= Helga Weisz =

Austrian industrial ecologist

Helga Weisz (born 1961 in Villach) is an Austrian industrial ecologist, climate scientist, and professor of industrial ecology and climate change at the Institute for Social Sciences at the Humboldt University of Berlin. She heads the FutureLab "Social Metabolism & Impacts" at the Potsdam Institute for Climate Impact Research (PIK).

== Life ==
Weisz graduated from the University of Vienna with a master's degree in microbiology in 1995. She received her doctorate in cultural studies from the HU Berlin in 2002. In 2006, she graduated from Alpen-Adria University with a Venia Docendi (Habilitation) in socioecology. From 1991 to 2009 she held various scientific roles at the Faculty for Interdisciplinary Research and Continuing Education in Vienna. She has been a guest professor at the University of St. Gallen and Yale School of Forestry & Environmental Studies. From 2009 to 2012 she was a co-chair of PIK research domain II: Climate impacts & vulnerability, and from 2012 to 2018 of the research domain for interdisciplinary concepts and methods.

== Work ==
Weisz's research focuses on the socially responsible production of raw materials and energy, the conversion of raw materials into goods and services, and their use and disposal in the environment as waste, emissions and heat, which together constitute social metabolism.

Weisz is active in the public debate about means to address the climate crisis. When she published her study on reducing urban greenhouse gas footprints in 2017, she said: "Cities around the world must be encouraged and enabled to monitor their entire emission spectrum—local and upstream emissions. Only then can the necessary and ambitious plans of many cities to comply with the 2-degree limit be realized." (Note: "Weltweit müssen Städte ermutigt und befähigt werden, ihr gesamtes Emissionsspektrum – lokale und vorgelagerte Emissionen – zu beobachten. Erst dadurch können die notwendigen und ambitionierten Pläne vieler Städte zur Einhaltung der 2-Grad-Grenze verwirklicht werden.")

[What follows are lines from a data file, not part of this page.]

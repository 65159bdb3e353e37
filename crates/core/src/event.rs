//! Event aggregate: the event document with its embedded time slots and
//! attendance entries.
//!
//! The event is the source of truth for who holds a slot and who is
//! attending. User-side lists are back-references derived from it.

use std::fmt;
use std::str::FromStr;

use serde::{Deserialize, Serialize};
use validator::Validate;

use crate::error::CoreError;
use crate::types::{new_id, DbId, Timestamp};

// ---------------------------------------------------------------------------
// Status machine
// ---------------------------------------------------------------------------

#[derive(Debug, Clone, Copy, PartialEq, Eq, Hash, Default, Serialize, Deserialize)]
#[serde(rename_all = "lowercase")]
pub enum EventStatus {
    #[default]
    Upcoming,
    Ongoing,
    Completed,
    Cancelled,
}

impl EventStatus {
    pub fn as_str(self) -> &'static str {
        match self {
            Self::Upcoming => "upcoming",
            Self::Ongoing => "ongoing",
            Self::Completed => "completed",
            Self::Cancelled => "cancelled",
        }
    }

    /// Completed and cancelled events never change status again.
    pub fn is_terminal(self) -> bool {
        matches!(self, Self::Completed | Self::Cancelled)
    }

    /// Allowed moves: upcoming -> ongoing -> completed, and
    /// upcoming/ongoing -> cancelled.
    pub fn can_transition_to(self, next: EventStatus) -> bool {
        matches!(
            (self, next),
            (Self::Upcoming, Self::Ongoing)
                | (Self::Ongoing, Self::Completed)
                | (Self::Upcoming, Self::Cancelled)
                | (Self::Ongoing, Self::Cancelled)
        )
    }

    /// Validate a requested transition. Re-setting the current status is a no-op.
    pub fn check_transition(self, next: EventStatus) -> Result<(), CoreError> {
        if self == next || self.can_transition_to(next) {
            Ok(())
        } else {
            Err(CoreError::Conflict(format!(
                "Cannot change event status from {self} to {next}"
            )))
        }
    }
}

impl fmt::Display for EventStatus {
    fn fmt(&self, f: &mut fmt::Formatter<'_>) -> fmt::Result {
        f.write_str(self.as_str())
    }
}

impl FromStr for EventStatus {
    type Err = CoreError;

    fn from_str(s: &str) -> Result<Self, Self::Err> {
        match s {
            "upcoming" => Ok(Self::Upcoming),
            "ongoing" => Ok(Self::Ongoing),
            "completed" => Ok(Self::Completed),
            "cancelled" => Ok(Self::Cancelled),
            other => Err(CoreError::Validation(format!(
                "Invalid event status '{other}'. Must be one of: upcoming, ongoing, completed, cancelled"
            ))),
        }
    }
}

// ---------------------------------------------------------------------------
// Embedded entities
// ---------------------------------------------------------------------------

#[derive(Debug, Clone, PartialEq, Serialize, Deserialize, Validate)]
pub struct Address {
    #[validate(length(min = 1, message = "street is required"))]
    pub street: String,
    #[validate(length(min = 1, message = "city is required"))]
    pub city: String,
    #[validate(length(min = 1, message = "state is required"))]
    pub state: String,
    #[validate(length(min = 1, message = "zip code is required"))]
    pub zip_code: String,
}

#[derive(Debug, Clone, Copy, PartialEq, Serialize, Deserialize, Validate)]
pub struct GeoPoint {
    #[validate(range(min = -180.0, max = 180.0))]
    pub longitude: f64,
    #[validate(range(min = -90.0, max = 90.0))]
    pub latitude: f64,
}

/// A bookable performance window.
///
/// `is_taken` mirrors `claimant.is_some()`; the two are only ever changed
/// together through [`TimeSlot::claim`] and [`TimeSlot::release`].
#[derive(Debug, Clone, PartialEq, Serialize, Deserialize)]
pub struct TimeSlot {
    pub id: DbId,
    pub start_time: Timestamp,
    pub end_time: Timestamp,
    pub order: i32,
    pub claimant: Option<DbId>,
    pub is_taken: bool,
}

impl TimeSlot {
    /// A fresh open slot at the given 1-based position.
    pub fn open(spec: &SlotSpec, order: i32) -> Self {
        Self {
            id: new_id(),
            start_time: spec.start_time,
            end_time: spec.end_time,
            order,
            claimant: None,
            is_taken: false,
        }
    }

    pub fn is_open(&self) -> bool {
        self.claimant.is_none()
    }

    pub(crate) fn claim(&mut self, comedian_id: DbId) {
        self.claimant = Some(comedian_id);
        self.is_taken = true;
    }

    pub(crate) fn release(&mut self) {
        self.claimant = None;
        self.is_taken = false;
    }
}

#[derive(Debug, Clone, PartialEq, Serialize, Deserialize)]
pub struct Attendance {
    pub id: DbId,
    pub user_id: DbId,
    pub attending_for: String,
}

// ---------------------------------------------------------------------------
// Event
// ---------------------------------------------------------------------------

#[derive(Debug, Clone, PartialEq, Serialize, Deserialize)]
pub struct Event {
    pub id: DbId,
    pub host_id: DbId,
    pub name: String,
    pub description: String,
    pub venue: String,
    pub address: Address,
    pub location: GeoPoint,
    pub date: Timestamp,
    pub start_time: Timestamp,
    pub end_time: Timestamp,
    pub image: Option<String>,
    pub status: EventStatus,
    pub time_slots: Vec<TimeSlot>,
    pub attendees: Vec<Attendance>,
    /// Optimistic concurrency token, bumped by the store on every write.
    pub version: i64,
    pub created_at: Timestamp,
    pub updated_at: Timestamp,
}

impl Event {
    /// Build a new upcoming event from validated input.
    ///
    /// Slots are numbered by their position in `input.time_slots`, starting at 1.
    pub fn new(input: NewEvent) -> Result<Self, CoreError> {
        input.check()?;
        let now = chrono::Utc::now();
        let time_slots = input
            .time_slots
            .iter()
            .zip(1..)
            .map(|(spec, order)| TimeSlot::open(spec, order))
            .collect();

        Ok(Self {
            id: new_id(),
            host_id: input.host_id,
            name: input.name.trim().to_string(),
            description: input.description,
            venue: input.venue.trim().to_string(),
            address: input.address,
            location: input.location,
            date: input.date,
            start_time: input.start_time,
            end_time: input.end_time,
            image: input.image,
            status: EventStatus::Upcoming,
            time_slots,
            attendees: Vec::new(),
            version: 0,
            created_at: now,
            updated_at: now,
        })
    }

    pub fn is_hosted_by(&self, user_id: DbId) -> bool {
        self.host_id == user_id
    }

    /// Fail with [`CoreError::Forbidden`] unless `user_id` is the host.
    pub fn require_host(&self, user_id: DbId, action: &str) -> Result<(), CoreError> {
        if self.is_hosted_by(user_id) {
            Ok(())
        } else {
            Err(CoreError::Forbidden(format!(
                "You are not authorized to {action} this event"
            )))
        }
    }

    /// Fail with [`CoreError::Conflict`] if the event no longer takes bookings.
    pub fn require_live(&self) -> Result<(), CoreError> {
        if self.status.is_terminal() {
            Err(CoreError::Conflict(format!("Event is {}", self.status)))
        } else {
            Ok(())
        }
    }

    pub fn slot(&self, slot_id: DbId) -> Option<&TimeSlot> {
        self.time_slots.iter().find(|s| s.id == slot_id)
    }

    pub fn slot_mut(&mut self, slot_id: DbId) -> Option<&mut TimeSlot> {
        self.time_slots.iter_mut().find(|s| s.id == slot_id)
    }

    pub fn attendance_for(&self, user_id: DbId) -> Option<&Attendance> {
        self.attendees.iter().find(|a| a.user_id == user_id)
    }

    /// Distinct attendee user ids, in RSVP order.
    pub fn attendee_ids(&self) -> Vec<DbId> {
        let mut ids = Vec::with_capacity(self.attendees.len());
        for a in &self.attendees {
            if !ids.contains(&a.user_id) {
                ids.push(a.user_id);
            }
        }
        ids
    }

    /// Distinct claimant user ids across all taken slots, in slot order.
    pub fn claimant_ids(&self) -> Vec<DbId> {
        let mut ids = Vec::new();
        for id in self.time_slots.iter().filter_map(|s| s.claimant) {
            if !ids.contains(&id) {
                ids.push(id);
            }
        }
        ids
    }

    pub fn attendee_count(&self) -> usize {
        self.attendees.len()
    }

    pub fn comedian_count(&self) -> usize {
        self.time_slots.iter().filter(|s| s.is_taken).count()
    }

    pub fn available_slot_count(&self) -> usize {
        self.time_slots.iter().filter(|s| !s.is_taken).count()
    }
}

// ---------------------------------------------------------------------------
// Input DTOs
// ---------------------------------------------------------------------------

/// Requested slot window. `id` is only set when a client echoes back an
/// existing slot during an update.
#[derive(Debug, Clone, PartialEq, Serialize, Deserialize)]
pub struct SlotSpec {
    #[serde(default)]
    pub id: Option<DbId>,
    pub start_time: Timestamp,
    pub end_time: Timestamp,
}

impl SlotSpec {
    fn check(&self) -> Result<(), CoreError> {
        if self.end_time <= self.start_time {
            return Err(CoreError::Validation(
                "Time slot end time must be after its start time".into(),
            ));
        }
        Ok(())
    }
}

/// Input for creating an event.
#[derive(Debug, Clone, Deserialize, Validate)]
pub struct NewEvent {
    #[serde(skip)]
    pub host_id: DbId,
    #[validate(length(min = 1, max = 200, message = "name is required"))]
    pub name: String,
    #[validate(length(min = 1, message = "description is required"))]
    pub description: String,
    #[validate(length(min = 1, max = 200, message = "venue is required"))]
    pub venue: String,
    #[validate(nested)]
    pub address: Address,
    #[validate(nested)]
    pub location: GeoPoint,
    pub date: Timestamp,
    pub start_time: Timestamp,
    pub end_time: Timestamp,
    #[serde(default)]
    pub image: Option<String>,
    #[serde(default)]
    pub time_slots: Vec<SlotSpec>,
}

impl NewEvent {
    /// Field-level validation plus time-ordering rules.
    pub fn check(&self) -> Result<(), CoreError> {
        self.validate()?;
        check_window(self.start_time, self.end_time)?;
        self.time_slots.iter().try_for_each(SlotSpec::check)
    }
}

/// Partial update for an event. Only `Some` fields are applied.
#[derive(Debug, Clone, Default, Deserialize, Validate)]
pub struct EventPatch {
    #[validate(length(min = 1, max = 200))]
    pub name: Option<String>,
    #[validate(length(min = 1))]
    pub description: Option<String>,
    #[validate(length(min = 1, max = 200))]
    pub venue: Option<String>,
    #[validate(nested)]
    pub address: Option<Address>,
    #[validate(nested)]
    pub location: Option<GeoPoint>,
    pub date: Option<Timestamp>,
    pub start_time: Option<Timestamp>,
    pub end_time: Option<Timestamp>,
    pub status: Option<EventStatus>,
    pub time_slots: Option<Vec<SlotSpec>>,
}

/// What a patch changed, so callers can decide which notifications to send.
#[derive(Debug, Clone, Copy, Default, PartialEq, Eq)]
pub struct PatchOutcome {
    /// Venue, address, location, date or times changed.
    pub schedule_changed: bool,
    /// Number of open slots appended by a slot-list replacement.
    pub slots_added: usize,
    /// The patch moved the event into `cancelled`.
    pub cancelled: bool,
}

impl EventPatch {
    /// Validate the patch on its own (field rules and slot windows).
    pub fn check(&self) -> Result<(), CoreError> {
        self.validate()?;
        if let Some(slots) = &self.time_slots {
            slots.iter().try_for_each(SlotSpec::check)?;
        }
        Ok(())
    }

    /// Apply the whole patch: fields, then the slot list, then the status.
    ///
    /// Status changes go through [`EventStatus::check_transition`].
    pub fn apply(&self, event: &mut Event) -> Result<PatchOutcome, CoreError> {
        if event.status.is_terminal() {
            // Only re-sending the current status is accepted.
            if self.status != Some(event.status) || self.changes_content() {
                return Err(CoreError::Conflict(format!("Event is {}", event.status)));
            }
            return Ok(PatchOutcome::default());
        }

        let schedule_changed = self.apply_fields(event)?;
        let slots_added = match &self.time_slots {
            Some(specs) => crate::slots::replace_open_slots(event, specs),
            None => 0,
        };

        let mut cancelled = false;
        if let Some(next) = self.status {
            event.status.check_transition(next)?;
            cancelled = next == EventStatus::Cancelled && event.status != next;
            event.status = next;
        }

        Ok(PatchOutcome {
            schedule_changed,
            slots_added,
            cancelled,
        })
    }

    /// Whether the patch touches anything besides the status.
    pub fn changes_content(&self) -> bool {
        self.name.is_some()
            || self.description.is_some()
            || self.venue.is_some()
            || self.address.is_some()
            || self.location.is_some()
            || self.date.is_some()
            || self.start_time.is_some()
            || self.end_time.is_some()
            || self.time_slots.is_some()
    }

    /// Apply the plain field patches (everything except status and slots).
    ///
    /// Fails with [`CoreError::Validation`] if the result would end before it starts.
    pub fn apply_fields(&self, event: &mut Event) -> Result<bool, CoreError> {
        let mut schedule_changed = false;

        if let Some(name) = &self.name {
            event.name = name.trim().to_string();
        }
        if let Some(description) = &self.description {
            event.description.clone_from(description);
        }
        if let Some(venue) = &self.venue {
            let venue = venue.trim();
            schedule_changed |= event.venue != venue;
            event.venue = venue.to_string();
        }
        if let Some(address) = &self.address {
            schedule_changed |= event.address != *address;
            event.address = address.clone();
        }
        if let Some(location) = self.location {
            schedule_changed |= event.location != location;
            event.location = location;
        }
        if let Some(date) = self.date {
            schedule_changed |= event.date != date;
            event.date = date;
        }
        if let Some(start) = self.start_time {
            schedule_changed |= event.start_time != start;
            event.start_time = start;
        }
        if let Some(end) = self.end_time {
            schedule_changed |= event.end_time != end;
            event.end_time = end;
        }

        check_window(event.start_time, event.end_time)?;
        Ok(schedule_changed)
    }
}

fn check_window(start: Timestamp, end: Timestamp) -> Result<(), CoreError> {
    if end <= start {
        return Err(CoreError::Validation(
            "Event end time must be after its start time".into(),
        ));
    }
    Ok(())
}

== Selected publications ==

- With Peter-Paul Pichler, Timm Zwickel, Abel Chavez, Tino Kretschmer, Jessica Seddon: Reducing urban greenhouse gas footprints. In: Scientific Reports, 7, 2017, p. 14659.
- With Fridolin Krausmann, Christof Amann, Nina Eisenmenger, Karl-Heinz Erb, Klaus Hubacek, Marina Fischer-Kowalski: The physical economy of the European Union: Cross-country comparison and determinants of material consumption. In: Ecological Economics, 58 (4), pp. 676–698.
- With Sangwon Suh, T. E. Graedel: Industrial Ecology: The role of manufactured capital in sustainability. In: Proceedings of the National Academy of Sciences, 112(20), 2015, pp. 6260–6264.